* Aim of the exercise: The number needed is how many lines of the data hold the string "failed". Give that number and nothing more.

* * * * *

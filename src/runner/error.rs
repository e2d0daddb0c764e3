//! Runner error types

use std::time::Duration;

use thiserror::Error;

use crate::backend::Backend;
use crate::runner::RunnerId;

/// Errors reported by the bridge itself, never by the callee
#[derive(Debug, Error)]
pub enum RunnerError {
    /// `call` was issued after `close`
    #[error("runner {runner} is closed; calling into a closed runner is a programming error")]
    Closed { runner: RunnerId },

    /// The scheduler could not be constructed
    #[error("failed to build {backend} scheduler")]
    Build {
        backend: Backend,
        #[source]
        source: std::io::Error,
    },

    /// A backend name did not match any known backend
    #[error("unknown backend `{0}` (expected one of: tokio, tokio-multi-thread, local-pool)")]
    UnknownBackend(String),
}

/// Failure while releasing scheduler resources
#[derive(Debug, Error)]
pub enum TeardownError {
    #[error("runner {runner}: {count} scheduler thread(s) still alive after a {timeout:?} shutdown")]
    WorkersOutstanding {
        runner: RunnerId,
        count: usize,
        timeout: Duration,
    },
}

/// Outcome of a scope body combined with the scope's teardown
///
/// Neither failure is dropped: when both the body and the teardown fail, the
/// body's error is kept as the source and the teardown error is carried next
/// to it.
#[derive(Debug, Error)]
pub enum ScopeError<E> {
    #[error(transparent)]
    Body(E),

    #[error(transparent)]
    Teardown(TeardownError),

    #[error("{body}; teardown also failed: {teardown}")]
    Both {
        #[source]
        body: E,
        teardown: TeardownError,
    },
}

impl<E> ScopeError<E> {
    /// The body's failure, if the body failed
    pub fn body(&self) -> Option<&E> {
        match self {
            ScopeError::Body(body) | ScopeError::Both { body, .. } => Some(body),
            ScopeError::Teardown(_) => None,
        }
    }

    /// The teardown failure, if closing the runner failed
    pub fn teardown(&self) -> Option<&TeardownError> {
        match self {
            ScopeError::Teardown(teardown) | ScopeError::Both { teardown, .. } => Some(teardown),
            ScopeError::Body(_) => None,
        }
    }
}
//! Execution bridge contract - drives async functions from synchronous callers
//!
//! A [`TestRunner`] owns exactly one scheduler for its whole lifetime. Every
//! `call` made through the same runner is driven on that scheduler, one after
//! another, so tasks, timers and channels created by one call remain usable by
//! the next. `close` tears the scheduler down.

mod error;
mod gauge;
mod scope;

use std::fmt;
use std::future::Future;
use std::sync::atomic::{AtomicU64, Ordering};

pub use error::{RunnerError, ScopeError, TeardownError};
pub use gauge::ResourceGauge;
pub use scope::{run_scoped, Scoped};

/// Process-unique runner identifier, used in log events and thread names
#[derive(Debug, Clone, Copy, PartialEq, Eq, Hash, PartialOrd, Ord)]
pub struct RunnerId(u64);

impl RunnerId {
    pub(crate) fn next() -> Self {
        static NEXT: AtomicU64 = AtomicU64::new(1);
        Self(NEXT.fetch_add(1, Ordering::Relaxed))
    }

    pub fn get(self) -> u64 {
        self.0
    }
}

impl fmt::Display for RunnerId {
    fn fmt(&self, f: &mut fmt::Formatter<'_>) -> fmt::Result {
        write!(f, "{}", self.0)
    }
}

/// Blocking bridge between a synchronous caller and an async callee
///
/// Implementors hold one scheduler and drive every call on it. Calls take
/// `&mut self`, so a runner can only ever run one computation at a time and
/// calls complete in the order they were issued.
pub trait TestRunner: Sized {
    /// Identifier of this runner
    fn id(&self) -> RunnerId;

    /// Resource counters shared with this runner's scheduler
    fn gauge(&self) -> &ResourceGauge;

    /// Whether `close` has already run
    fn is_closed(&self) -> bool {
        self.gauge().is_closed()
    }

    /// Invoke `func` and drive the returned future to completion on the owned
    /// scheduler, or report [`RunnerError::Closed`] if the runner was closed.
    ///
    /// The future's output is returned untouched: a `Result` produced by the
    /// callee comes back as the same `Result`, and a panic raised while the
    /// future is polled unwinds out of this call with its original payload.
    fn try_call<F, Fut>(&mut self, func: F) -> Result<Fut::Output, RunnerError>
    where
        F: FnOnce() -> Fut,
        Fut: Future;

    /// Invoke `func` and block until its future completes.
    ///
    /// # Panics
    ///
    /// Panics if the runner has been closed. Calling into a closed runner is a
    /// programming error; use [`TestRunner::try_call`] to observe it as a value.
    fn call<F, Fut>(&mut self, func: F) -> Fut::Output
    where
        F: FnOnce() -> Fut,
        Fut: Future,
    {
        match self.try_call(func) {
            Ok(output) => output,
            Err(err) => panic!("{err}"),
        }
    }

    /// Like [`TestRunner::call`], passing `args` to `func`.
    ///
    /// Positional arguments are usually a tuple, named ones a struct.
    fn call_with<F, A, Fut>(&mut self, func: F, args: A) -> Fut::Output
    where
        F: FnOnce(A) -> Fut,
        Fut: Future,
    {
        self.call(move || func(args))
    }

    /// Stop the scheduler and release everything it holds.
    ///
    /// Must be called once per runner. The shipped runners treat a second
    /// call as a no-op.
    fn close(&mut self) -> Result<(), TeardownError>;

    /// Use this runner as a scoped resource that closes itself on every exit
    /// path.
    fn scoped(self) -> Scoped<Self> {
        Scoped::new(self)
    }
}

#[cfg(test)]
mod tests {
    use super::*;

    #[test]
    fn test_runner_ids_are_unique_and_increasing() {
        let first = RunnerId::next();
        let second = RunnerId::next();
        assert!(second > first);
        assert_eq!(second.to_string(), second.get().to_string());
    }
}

* * * * *

* Response area: 4